Po tym zdarzeniu więcej mieszkańców wioski zdało sobie sprawę, że zrozumienie prawdy o Dafa jest kluczem do zachowania bezpieczeństwa.
Ciepło rodzinne, które pamiętam z dzieciństwa powraca
Dzięki błogosławieństwu Mistrza, znów odnalazłam ciepło mojego domu z dzieciństwa. Mój mąż nie jest już chory, nasze oszczędności rosną, a my odnowiliśmy nasz dom i dziedziniec. Przez okna widać przestronny i schludny ogród ozdobiony papryczkami chili, zieloną fasolką i żywymi kwiatami.

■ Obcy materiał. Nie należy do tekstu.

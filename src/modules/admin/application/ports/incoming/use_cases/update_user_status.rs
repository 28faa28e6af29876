use async_trait::async_trait;
use uuid::Uuid;

use crate::admin::application::domain::role_policy::PolicyViolation;
use crate::auth::application::domain::entities::User;
use crate::auth::application::ports::outgoing::{UserQueryError, UserRepositoryError};

#[derive(Debug, Clone, PartialEq, thiserror::Error)]
pub enum UpdateUserStatusError {
    #[error("User not found")]
    UserNotFound,

    #[error(transparent)]
    Forbidden(#[from] PolicyViolation),

    #[error("Repository error: {0}")]
    RepositoryError(String),
}

impl From<UserQueryError> for UpdateUserStatusError {
    fn from(err: UserQueryError) -> Self {
        UpdateUserStatusError::RepositoryError(err.to_string())
    }
}

impl From<UserRepositoryError> for UpdateUserStatusError {
    fn from(err: UserRepositoryError) -> Self {
        match err {
            UserRepositoryError::UserNotFound => UpdateUserStatusError::UserNotFound,
            other => UpdateUserStatusError::RepositoryError(other.to_string()),
        }
    }
}

#[async_trait]
pub trait UpdateUserStatusUseCase: Send + Sync {
    async fn execute(
        &self,
        actor: &User,
        target_id: Uuid,
        is_active: bool,
    ) -> Result<User, UpdateUserStatusError>;
}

Często odwiedzają nas współpraktykujący, a sąsiedzi traktują się z szacunkiem. Moja trzecia i czwarta siostra wznowiły praktykę kultywacji, podczas gdy moja najstarsza bratowa, czwarty brat i piąty brat pozostają pilni w swojej kultywacji. Kiedy zbieramy się, aby studiować Fa i dzielić się doświadczeniami, czuję się jak w moim radosnym dzieciństwie.
Jestem naprawdę wdzięczna za ochronę Mistrza i współczujące zbawienie dla wszystkich istot w tym regionie. Dziękuję również współpraktykującym za ich pomoc i wsparcie. Mam nadzieję, że wszyscy będą niezłomnie podążać ścieżką rektyfikacji Fa i wypełniać swoje ślubowania.